La nouvelle charge de Jean-Luc Mélenchon
On était resté sur l’image de Jean Luc Mélenchon doux comme un mouton il y a quelques jours face à Edouard Philippe, alors qu’on s’attendait plutôt à ce qu’il écrase, au contraire, le Premier ministre, au terme d’une de ces joutes verbales dans lesquelles le leader de la France insoumise est depuis longtemps un maître. Et puis, d’un coup, comme par un déclic, le voilà qui a déclenché avant-hier une polémique d’une violence inouïe, contre l’ancien Premier ministre Manuel Valls, lequel sort à peine d’une période de discrétion et de silence, entre son échec à la primaire socialiste en janvier dernier et son entrée, de justesse, à l’Assemblée nationale en juin où, sans vouloir le rejoindre, il s’est apparenté au groupe parlementaire de la majorité En marche. C’est lui, pourtant, que Mélenchon a choisi pour reprendre son image d’oppositionnel au couteau entre les dents. Ce qui a suscité l’attaque au bazooka du leader de la France insoumise contre l’ancien Premier ministre ? La désignation de celui-ci à la présidence d’une mission d’information sur la Nouvelle-Calédonie, dont l’objectif est de faire le point sur l’avenir de l’île, c’est-à-dire sur ses futures relations institutionnelles, avec la France : faut-il plus d’autonomie, voire l’indépendance, pour les Calédoniens ?
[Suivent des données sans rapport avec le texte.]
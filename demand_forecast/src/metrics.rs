//! Accuracy measures for evaluating forecasts against recorded sales

use crate::error::{ForecastError, Result};

/// Forecast accuracy metrics
#[derive(Debug, Clone)]
pub struct ForecastAccuracy {
    /// Mean Absolute Error
    pub mae: f64,
    /// Mean Squared Error
    pub mse: f64,
    /// Root Mean Squared Error
    pub rmse: f64,
    /// Mean Absolute Percentage Error (zero actuals excluded)
    pub mape: f64,
}

/// Calculate accuracy metrics for a forecast vs actual quantities
pub fn forecast_accuracy(forecast: &[f64], actual: &[f64]) -> Result<ForecastAccuracy> {
    if forecast.len() != actual.len() || forecast.is_empty() {
        return Err(ForecastError::ValidationError(
            "Forecast and actual values must have the same non-zero length".to_string(),
        ));
    }

    let n = forecast.len() as f64;

    let errors: Vec<f64> = forecast
        .iter()
        .zip(actual.iter())
        .map(|(&f, &a)| a - f)
        .collect();

    let mae = errors.iter().map(|e| e.abs()).sum::<f64>() / n;
    let mse = errors.iter().map(|e| e * e).sum::<f64>() / n;
    let rmse = mse.sqrt();

    let nonzero = actual.iter().filter(|&&a| a != 0.0).count();
    let mape = if nonzero == 0 {
        0.0
    } else {
        actual
            .iter()
            .zip(errors.iter())
            .filter(|(&a, _)| a != 0.0)
            .map(|(&a, &e)| (e.abs() / a.abs()) * 100.0)
            .sum::<f64>()
            / nonzero as f64
    };

    Ok(ForecastAccuracy {
        mae,
        mse,
        rmse,
        mape,
    })
}

impl std::fmt::Display for ForecastAccuracy {
    fn fmt(&self, f: &mut std::fmt::Formatter<'_>) -> std::fmt::Result {
        writeln!(f, "Forecast Accuracy Metrics:")?;
        writeln!(f, "  MAE:   {:.4}", self.mae)?;
        writeln!(f, "  MSE:   {:.4}", self.mse)?;
        writeln!(f, "  RMSE:  {:.4}", self.rmse)?;
        writeln!(f, "  MAPE:  {:.4}%", self.mape)?;
        Ok(())
    }
}

#[cfg(test)]
mod tests {
    use super::*;

    #[test]
    fn test_perfect_forecast() {
        let actual = vec![10.0, 12.0, 8.0];
        let accuracy = forecast_accuracy(&actual, &actual).unwrap();
        assert_eq!(accuracy.mae, 0.0);
        assert_eq!(accuracy.rmse, 0.0);
    }

    #[test]
    fn test_known_errors() {
        let forecast = vec![9.0, 13.0];
        let actual = vec![10.0, 12.0];
        let accuracy = forecast_accuracy(&forecast, &actual).unwrap();
        assert!((accuracy.mae - 1.0).abs() < 1e-9);
        assert!((accuracy.mse - 1.0).abs() < 1e-9);
    }

    #[test]
    fn test_length_mismatch_rejected() {
        assert!(forecast_accuracy(&[1.0], &[1.0, 2.0]).is_err());
        assert!(forecast_accuracy(&[], &[]).is_err());
    }
}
Jean-Luc Mélenchon, nommé, lui, simple membre de ladite commission, en a démissionné avec éclat : il a récusé l’ancien Premier ministre en le disant trop proche des thèses « ethnicistes » de l’extrême droite française, en l’accusant au passage d’être proche de l’extrême droite israélienne, laquelle, il faut bien dire, n’a pas grand-chose à voir avec la Nouvelle-Calédonie. Deux raisons pour lesquelles, à en croire Mélenchon, Manuel Valls serait donc susceptible de pencher, dans sa mission, en faveur des Caldoches blancs contre les autochtones Kanaks. Une façon d’’accuser « l’ignoble » Valls, comme l’a dit le premier des Insoumis, tout simplement de racisme. Ou encore, comme il l’a dit aussi, d’appartenir, « lui et sa bande » ,àla «fachosphère». En l’occurrence, Jean-Luc Mélenchon est d’autant plus outrancier qu’il ne se le rappelle peut-être pas, mais c’est une mission en Nouvelle Calédonie envoyée par Michel Rocard, alors Premier ministre de François Mitterrand, qui a signé en 1988 les accords de Matignon, où les Kanaks indépendantistes avaient renoncé au référendum sur l’indépendance, ce qui avait ramené la paix entre les deux communautés alors en conflit. Manuel Valls, pas encore ignoble, pas encore « facho », était alors membre du cabinet de Michel Rocard ; il avait à ce titre suivi de près, et applaudi, à la signature de cet accord. Alors quel est le vrai Jean-Luc Mélenchon ? Quelle image veut-il se donner ? Qu’est-ce qui, dans ce qu’il dit, relève du talent oratoire ou du dérapage verbal ? Qu’est-ce qui est politique chez lui, qu’est-ce qui touche au caractériel ? Le règlement de comptes permanent avec la gauche de gouvernement ne suffira pas à en faire le candidat unique de la gauche à la destitution d’Emmanuel Macron.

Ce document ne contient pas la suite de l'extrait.